Nonhuman artifacts are part of the negotiations between people, institutions, and organizations that help to develop sociotechnical systems. “The beauty of artifacts is that they take on themselves the contradictory wishes or needs of humans and nonhumans” (247). For example, Latour illustrates his argument by using the example of a door groom that automatically closes a door after people pass through it. This then replaces the need for individuals to act responsibly and shut it behind them. This and Latour’s other examples demonstrate that the task of maintaining duties, values, and ethics can be delegated to a non-human entity. This is done with technological design and the replacing, compelling, and circumventing of human action through it.
These nonhumans don’t think like people do or decide how they will act, but their nature can play a comparable role. Artifacts can be deliberately designed to replace, constrain, and shape human action. They can appear to determine or compel certain actions. They are able to shape the decisions we make, the effects of our actions, and even the way we work in the world. “When humans are displaced and deskilled, nonhumans have to be upgraded and reskilled” (232). The behavior imposed back onto a human by a nonhuman delegates prescription, which is the “moral and ethical dimension of mechanisms” (232). Therefore, these non-humans are important in mediating human relationships.
Latour points out that we are not only able to delegate force to nonhumans, but also values, duties, and ethics. It is due to this morality that we behave so ethically, thus, “the sum of morality does not only remains stable but increases enormously with the population of nonhumans” (232).
Latour claims that he does not hold a bias or discriminate between the human and inhuman, but instead sees only actors that exchange their properties (236). He proposes that this attribution of roles and action is also a choice. “The label ‘inhuman’ applied to techniques simply overlooks translation mechanisms and the many choices that exist for figuring or defiguring, personifying or abstracting, embodying or disembodying actors” (241).
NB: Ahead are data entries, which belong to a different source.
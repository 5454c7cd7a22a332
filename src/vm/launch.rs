//! Launch specification for the virtualization engine.
//!
//! [`build`] turns a [`VmConfig`] plus a [`LaunchMode`] into the ordered
//! argument list handed to `qemu-system-<arch>`. Arguments are positional
//! flag/value pairs; the order below is part of the contract.
//!
//! ```text
//! machine profile (per arch) ─► shared devices ─► firmware vars ─► monitor
//!   ─► boot disk (virtio | nvme) ─► cd images ─► display
//! ```

use std::ops::RangeInclusive;
use std::path::{Path, PathBuf};

use rand::Rng;

use crate::config::{Architecture, VmConfig};
use crate::error::LaunchError;
use crate::settings::{RDP_HOST_PORT, SSH_HOST_PORT};

/// Monitor chardev id shared by `-chardev` and `-mon`.
const MONITOR_CHARDEV: &str = "mon0";

/// How the VM is presented on the host.
#[derive(Debug, Clone, Copy, PartialEq, Eq, Default)]
pub enum LaunchMode {
    /// Graphical display window.
    #[default]
    Normal,
    /// No display; the serial console goes to the controlling terminal.
    Headless,
}

/// Image files that were found on disk at launch time.
#[derive(Debug, Clone, PartialEq, Eq)]
pub struct ResolvedImages {
    pub main: PathBuf,
    pub cd: Option<PathBuf>,
    pub cd2: Option<PathBuf>,
}

/// Everything needed to spawn one engine process.
#[derive(Debug, Clone)]
pub struct LaunchSpec {
    pub args: Vec<String>,
    pub images: ResolvedImages,
    pub monitor_port: u16,
    pub mode: LaunchMode,
}

/// Machine model, accelerator and NIC model for one architecture.
struct MachineProfile {
    machine: &'static str,
    accel: &'static str,
    nic: &'static str,
}

fn profile_for(arch: &Architecture) -> Result<MachineProfile, LaunchError> {
    match arch {
        Architecture::Aarch64 => Ok(MachineProfile {
            machine: "virt,highmem=no",
            accel: "hvf",
            nic: "user,model=virtio",
        }),
        Architecture::X86_64 => Ok(MachineProfile {
            machine: "pc",
            accel: "tcg,tb-size=32",
            nic: "user",
        }),
        Architecture::Other(name) => Err(LaunchError::UnsupportedArchitecture(name.clone())),
    }
}

/// Pick a control port for this launch. Nothing checks that the port is free; a clash only
/// shows up later when the monitor connection fails.
pub fn pick_monitor_port(range: RangeInclusive<u16>) -> u16 {
    rand::rng().random_range(range)
}

/// Resolve images against the filesystem.
///
/// The main image is required. A CD image is only used when its mount flag is
/// set and the file exists; otherwise it is silently left out.
pub fn resolve_images(config: &VmConfig) -> Result<ResolvedImages, LaunchError> {
    if !config.main_image.is_file() {
        return Err(LaunchError::MissingMainImage(config.main_image.clone()));
    }
    let optional = |mount: bool, path: &Path| (mount && path.is_file()).then(|| path.to_path_buf());

    Ok(ResolvedImages {
        main: config.main_image.clone(),
        cd: optional(config.mount_cd_image, &config.cd_image),
        cd2: optional(config.mount_cd_image2, &config.cd_image2),
    })
}

/// Network device options: extra user options, then SSH, then RDP forwards.
pub fn nic_options(config: &VmConfig) -> String {
    let mut options = String::new();
    if !config.nic_extra_options.is_empty() {
        options.push(',');
        options.push_str(&config.nic_extra_options);
    }
    if config.ssh_port_forward {
        options.push_str(&format!(",hostfwd=tcp::{SSH_HOST_PORT}-:22"));
    }
    if config.rdp_port_forward {
        options.push_str(&format!(",hostfwd=tcp::{RDP_HOST_PORT}-:3389"));
    }
    options
}

/// Build a launch spec with a freshly drawn control port.
pub fn build(
    config: &VmConfig,
    mode: LaunchMode,
    firmware: &Path,
    ports: RangeInclusive<u16>,
) -> Result<LaunchSpec, LaunchError> {
    build_with_port(config, mode, firmware, pick_monitor_port(ports))
}

/// Build a launch spec bound to a known control port.
pub fn build_with_port(
    config: &VmConfig,
    mode: LaunchMode,
    firmware: &Path,
    monitor_port: u16,
) -> Result<LaunchSpec, LaunchError> {
    let images = resolve_images(config)?;
    let profile = profile_for(&config.architecture)?;

    if !firmware.is_file() {
        return Err(LaunchError::MissingFirmware(firmware.to_path_buf()));
    }
    if !config.nvram.is_file() {
        return Err(LaunchError::MissingNvram(config.nvram.clone()));
    }

    let smp = format!(
        "cpus={cores},sockets=1,cores={cores},threads=1",
        cores = config.cores
    );

    let mut args: Vec<String> = Vec::with_capacity(64);
    let mut pair = |flag: &str, value: String| {
        args.push(flag.to_string());
        args.push(value);
    };

    pair("-M", profile.machine.to_string());
    pair("-accel", profile.accel.to_string());
    pair("-cpu", "host".to_string());
    pair("-name", config.name.clone());
    pair("-smp", smp);
    pair("-m", format!("{}M", config.ram_megabytes));
    pair("-bios", firmware.display().to_string());
    pair("-device", config.graphics_device.clone());
    pair("-device", "qemu-xhci,id=xhci".to_string());
    pair("-device", "usb-kbd".to_string());
    pair("-device", "usb-tablet".to_string());
    pair("-device", "virtio-rng-pci".to_string());
    pair("-nic", format!("{}{}", profile.nic, nic_options(config)));
    pair("-rtc", "base=localtime,clock=host".to_string());
    pair(
        "-drive",
        format!("file={},format=raw,if=pflash,index=1", config.nvram.display()),
    );
    pair("-device", "intel-hda".to_string());
    pair("-device", "hda-duplex".to_string());
    pair(
        "-chardev",
        format!("socket,id={MONITOR_CHARDEV},host=localhost,port={monitor_port},server,nowait"),
    );
    pair(
        "-mon",
        format!("chardev={MONITOR_CHARDEV},mode=control,pretty=on"),
    );

    let cache = if config.use_write_through_cache {
        "writethrough"
    } else {
        "directsync"
    };
    if config.use_virtio {
        pair(
            "-drive",
            format!("file={},if=virtio,id=boot,cache={cache}", images.main.display()),
        );
    } else {
        pair(
            "-drive",
            format!("file={},if=none,id=boot,cache={cache}", images.main.display()),
        );
        pair("-device", "nvme,drive=boot,serial=boot".to_string());
    }

    for (path, id) in [(&images.cd, "cdimage"), (&images.cd2, "cdimage2")] {
        if let Some(path) = path {
            pair(
                "-drive",
                format!("file={},media=cdrom,if=none,id={id}", path.display()),
            );
            pair("-device", format!("usb-storage,drive={id}"));
        }
    }

    match mode {
        LaunchMode::Headless => {
            pair("-display", "none".to_string());
            pair("-serial", "stdio".to_string());
        }
        LaunchMode::Normal if config.unhide_mouse_pointer => {
            pair("-display", "cocoa,show-cursor=on".to_string());
        }
        LaunchMode::Normal => {}
    }

    Ok(LaunchSpec {
        args,
        images,
        monitor_port,
        mode,
    })
}

// ---------------------------------------------------------------------------
// Tests
// ---------------------------------------------------------------------------
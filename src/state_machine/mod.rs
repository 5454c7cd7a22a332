//! State machines driving the application.

pub mod lifecycle_sm;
In the end of the article, Latour says that “It is that society itself is to be rethought from top to bottom once we add to it the facts and the artifacts that makeup large sections of our social ties” and what appears in place is not the extremes of society and technology, nor a hybrid, but a “sui generis object: the collective thing” (254). He points out that what we are missing is not in the supposedly cold, efficient and inhuman technologies, but instead in our traditional social theories (254). I think what Latour’s getting at is that we can’t really understand how society works without looking at and understanding the influences that non-humans and technology has on our daily lives.
            Latour asks if humans have been replaced by nonhumans, stating that this depends on the kind of action that has been translated or delegated to them (232). The discussion of this replacement in Latour’s article served as another connection to Sherry Turkle’s book Alone Together. He points out that nonhumans serve as a solution in certain instances because they substitute the unreliable human with a delegated nonhuman character (231). These nonhumans are able to make up for where we as humans are lacking. Similarly, in her discussion of robots, Turkle describes technology as seductive because it offers what meets our human vulnerabilities (1). According to her, we are drawn by the illusion of companionship with convenience and without the demands of intimacy. However, this presents risks of emotional dislocation.  Turkle points out that since we already filter companionship through machines we now look to accept machines as companions. Robots have the power to dramatically alter our social lives by offering contact. However, they pose psychological risks by making us vulnerable to simplicities that may diminish us. In her discussion of AIBO, a robotic dog, Turkle points out that it is not the practice for the real, but a possible alternative that is not necessarily second best. There is a possibility that after robots serve as a better-than-nothing substitute; they might become equal or even preferable, to a pet or person (64). 
Turkle asks what are we sacrificing when we look to robots as electronic companions? With this in comparison to Latour’s piece, I ask, is the nonhuman substitution of small things, such as a door groom, going to lead us to substitutions of a larger scale, such as nonhuman childcare? While the nonhuman artifacts may work better in some situations, are they best for all? Is it more efficient to replace humans with nonhumans? When is this true or not true? How would our relationships with each other change with increasing substitution? Even further, how would our ideas of morality change if we were to replace humans in various aspects of life? Surely our outlook would change in many ways altering this. So with the substitution of nonhumans for humans, are we really filling any gaps? These are many questions that come to my mind when reading both pieces. Additionally, both authors advocate that in order to understand our society, we must consider the role of technologies and their effects on our lives.


Turkle, S. (2011). Alone together: Why we expect more from technology and less from each other. New York: Basic Books.